Copy each line of the entries below that contains the string "ApiError".

[[ EXCERPTED RECORDS open ]]

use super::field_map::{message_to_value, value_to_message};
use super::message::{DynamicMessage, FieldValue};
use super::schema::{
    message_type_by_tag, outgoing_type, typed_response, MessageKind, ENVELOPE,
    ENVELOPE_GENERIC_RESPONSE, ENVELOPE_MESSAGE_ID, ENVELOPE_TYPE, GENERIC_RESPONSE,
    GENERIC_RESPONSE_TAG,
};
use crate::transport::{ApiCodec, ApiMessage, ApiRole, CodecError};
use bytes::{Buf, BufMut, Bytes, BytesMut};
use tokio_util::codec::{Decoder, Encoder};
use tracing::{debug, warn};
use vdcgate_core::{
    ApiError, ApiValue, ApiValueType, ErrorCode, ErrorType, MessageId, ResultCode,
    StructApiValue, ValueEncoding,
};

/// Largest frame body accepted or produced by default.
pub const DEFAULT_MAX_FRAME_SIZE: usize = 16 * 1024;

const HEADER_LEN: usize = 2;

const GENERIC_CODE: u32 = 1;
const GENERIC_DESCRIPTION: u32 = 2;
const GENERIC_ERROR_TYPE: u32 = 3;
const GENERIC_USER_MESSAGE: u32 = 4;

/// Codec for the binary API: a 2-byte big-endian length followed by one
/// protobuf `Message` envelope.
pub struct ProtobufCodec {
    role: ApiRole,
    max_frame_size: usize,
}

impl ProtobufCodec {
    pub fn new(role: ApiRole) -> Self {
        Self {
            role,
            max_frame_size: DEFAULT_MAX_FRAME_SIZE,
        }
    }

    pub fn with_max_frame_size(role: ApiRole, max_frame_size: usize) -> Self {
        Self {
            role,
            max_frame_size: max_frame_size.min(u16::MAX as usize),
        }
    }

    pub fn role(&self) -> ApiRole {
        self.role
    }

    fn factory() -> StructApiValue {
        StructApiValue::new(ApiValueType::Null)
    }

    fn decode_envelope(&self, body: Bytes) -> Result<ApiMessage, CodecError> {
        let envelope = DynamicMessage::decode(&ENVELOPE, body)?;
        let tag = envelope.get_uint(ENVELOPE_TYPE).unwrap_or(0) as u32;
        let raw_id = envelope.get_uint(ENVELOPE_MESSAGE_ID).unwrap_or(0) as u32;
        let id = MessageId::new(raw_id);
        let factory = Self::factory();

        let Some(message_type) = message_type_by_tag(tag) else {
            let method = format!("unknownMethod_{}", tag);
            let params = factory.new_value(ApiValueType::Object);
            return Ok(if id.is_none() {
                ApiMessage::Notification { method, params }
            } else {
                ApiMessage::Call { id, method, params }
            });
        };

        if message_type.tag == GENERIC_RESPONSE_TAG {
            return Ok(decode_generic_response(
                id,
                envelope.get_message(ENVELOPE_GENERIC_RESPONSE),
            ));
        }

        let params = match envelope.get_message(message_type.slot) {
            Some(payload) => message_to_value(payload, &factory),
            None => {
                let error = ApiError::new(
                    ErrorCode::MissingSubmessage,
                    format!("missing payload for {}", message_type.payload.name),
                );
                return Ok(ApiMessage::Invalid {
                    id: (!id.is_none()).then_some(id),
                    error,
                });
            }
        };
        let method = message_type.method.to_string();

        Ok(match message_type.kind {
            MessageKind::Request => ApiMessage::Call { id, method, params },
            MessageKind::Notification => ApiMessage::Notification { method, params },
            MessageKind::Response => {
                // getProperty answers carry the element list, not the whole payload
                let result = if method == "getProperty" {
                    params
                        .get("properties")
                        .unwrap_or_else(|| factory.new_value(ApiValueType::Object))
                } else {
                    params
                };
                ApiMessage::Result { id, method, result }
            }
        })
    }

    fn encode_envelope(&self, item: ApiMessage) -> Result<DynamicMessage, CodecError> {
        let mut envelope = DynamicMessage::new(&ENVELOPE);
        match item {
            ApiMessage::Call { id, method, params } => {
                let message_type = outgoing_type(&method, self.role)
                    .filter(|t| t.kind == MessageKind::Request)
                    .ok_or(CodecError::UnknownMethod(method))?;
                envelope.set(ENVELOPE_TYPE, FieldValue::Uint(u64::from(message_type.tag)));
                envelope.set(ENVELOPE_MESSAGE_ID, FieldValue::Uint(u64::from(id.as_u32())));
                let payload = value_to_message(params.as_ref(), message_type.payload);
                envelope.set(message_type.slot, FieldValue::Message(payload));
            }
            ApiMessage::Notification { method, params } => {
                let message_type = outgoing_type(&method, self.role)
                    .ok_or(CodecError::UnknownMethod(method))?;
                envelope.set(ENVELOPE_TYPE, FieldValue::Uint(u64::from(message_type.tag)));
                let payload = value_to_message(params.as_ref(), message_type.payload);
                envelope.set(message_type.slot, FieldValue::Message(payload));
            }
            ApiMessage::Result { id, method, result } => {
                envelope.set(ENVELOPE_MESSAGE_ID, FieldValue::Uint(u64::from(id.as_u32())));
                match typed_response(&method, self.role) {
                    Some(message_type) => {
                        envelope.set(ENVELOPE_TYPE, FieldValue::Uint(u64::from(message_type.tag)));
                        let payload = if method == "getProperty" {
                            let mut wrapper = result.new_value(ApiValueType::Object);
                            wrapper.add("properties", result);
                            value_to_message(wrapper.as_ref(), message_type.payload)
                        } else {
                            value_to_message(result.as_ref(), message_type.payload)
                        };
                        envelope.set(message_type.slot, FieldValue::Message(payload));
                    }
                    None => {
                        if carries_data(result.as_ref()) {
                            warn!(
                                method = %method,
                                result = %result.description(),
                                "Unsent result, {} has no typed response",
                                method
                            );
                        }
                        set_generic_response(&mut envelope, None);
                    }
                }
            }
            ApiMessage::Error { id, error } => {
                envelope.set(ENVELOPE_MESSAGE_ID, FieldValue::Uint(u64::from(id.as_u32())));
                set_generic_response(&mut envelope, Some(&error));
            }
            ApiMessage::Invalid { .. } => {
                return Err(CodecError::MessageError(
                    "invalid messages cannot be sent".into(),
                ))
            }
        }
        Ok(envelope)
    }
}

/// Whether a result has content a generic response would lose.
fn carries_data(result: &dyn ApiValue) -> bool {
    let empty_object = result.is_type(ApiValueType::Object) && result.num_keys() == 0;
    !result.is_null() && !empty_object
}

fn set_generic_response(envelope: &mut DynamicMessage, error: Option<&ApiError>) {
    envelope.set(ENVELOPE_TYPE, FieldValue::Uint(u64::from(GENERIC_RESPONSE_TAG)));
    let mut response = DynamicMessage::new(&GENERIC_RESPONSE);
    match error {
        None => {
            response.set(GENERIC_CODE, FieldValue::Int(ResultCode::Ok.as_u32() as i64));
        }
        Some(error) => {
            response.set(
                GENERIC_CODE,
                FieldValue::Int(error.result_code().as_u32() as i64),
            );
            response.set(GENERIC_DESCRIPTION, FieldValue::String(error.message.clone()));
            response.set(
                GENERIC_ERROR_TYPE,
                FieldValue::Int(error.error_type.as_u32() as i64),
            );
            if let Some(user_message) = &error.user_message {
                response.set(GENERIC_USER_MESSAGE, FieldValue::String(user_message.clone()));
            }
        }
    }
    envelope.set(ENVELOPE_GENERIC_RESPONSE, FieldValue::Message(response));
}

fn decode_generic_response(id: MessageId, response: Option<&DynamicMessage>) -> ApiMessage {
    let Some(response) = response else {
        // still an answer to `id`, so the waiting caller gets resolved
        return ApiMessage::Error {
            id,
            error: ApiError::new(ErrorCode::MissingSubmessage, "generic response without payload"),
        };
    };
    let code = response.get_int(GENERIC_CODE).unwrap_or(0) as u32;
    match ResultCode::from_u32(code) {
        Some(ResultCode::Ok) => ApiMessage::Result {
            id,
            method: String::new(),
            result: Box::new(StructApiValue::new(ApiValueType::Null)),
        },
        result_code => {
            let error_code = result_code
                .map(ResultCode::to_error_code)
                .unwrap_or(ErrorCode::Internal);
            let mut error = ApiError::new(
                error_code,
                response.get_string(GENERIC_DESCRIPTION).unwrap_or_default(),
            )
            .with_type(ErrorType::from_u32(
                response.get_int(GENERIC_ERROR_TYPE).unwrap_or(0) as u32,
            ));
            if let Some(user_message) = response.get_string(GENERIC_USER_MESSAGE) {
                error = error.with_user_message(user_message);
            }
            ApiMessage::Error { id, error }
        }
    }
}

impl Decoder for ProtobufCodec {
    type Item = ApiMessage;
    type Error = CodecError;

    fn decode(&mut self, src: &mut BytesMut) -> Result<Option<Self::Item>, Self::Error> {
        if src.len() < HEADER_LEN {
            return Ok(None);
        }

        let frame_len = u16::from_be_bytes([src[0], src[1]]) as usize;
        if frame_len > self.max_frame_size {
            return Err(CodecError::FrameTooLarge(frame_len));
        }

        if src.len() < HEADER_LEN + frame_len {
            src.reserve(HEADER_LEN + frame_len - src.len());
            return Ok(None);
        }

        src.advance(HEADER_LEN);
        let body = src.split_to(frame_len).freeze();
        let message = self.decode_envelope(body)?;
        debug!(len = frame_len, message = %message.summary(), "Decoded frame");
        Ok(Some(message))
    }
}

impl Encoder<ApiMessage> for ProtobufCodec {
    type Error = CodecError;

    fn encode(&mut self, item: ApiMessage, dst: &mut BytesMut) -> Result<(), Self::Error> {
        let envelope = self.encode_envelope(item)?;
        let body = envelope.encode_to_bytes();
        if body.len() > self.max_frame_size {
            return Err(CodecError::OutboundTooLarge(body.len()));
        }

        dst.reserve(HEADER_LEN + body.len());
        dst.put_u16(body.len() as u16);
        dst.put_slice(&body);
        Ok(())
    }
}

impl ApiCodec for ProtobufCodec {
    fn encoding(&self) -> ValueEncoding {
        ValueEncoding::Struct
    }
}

[[ EXCERPTED RECORDS closed ]]

SOLUTION FOR THIS TASK:
    ApiError, ApiValue, ApiValueType, ErrorCode, ErrorType, MessageId, ResultCode,
                let error = ApiError::new(
fn set_generic_response(envelope: &mut DynamicMessage, error: Option<&ApiError>) {
            error: ApiError::new(ErrorCode::MissingSubmessage, "generic response without payload"),
            let mut error = ApiError::new(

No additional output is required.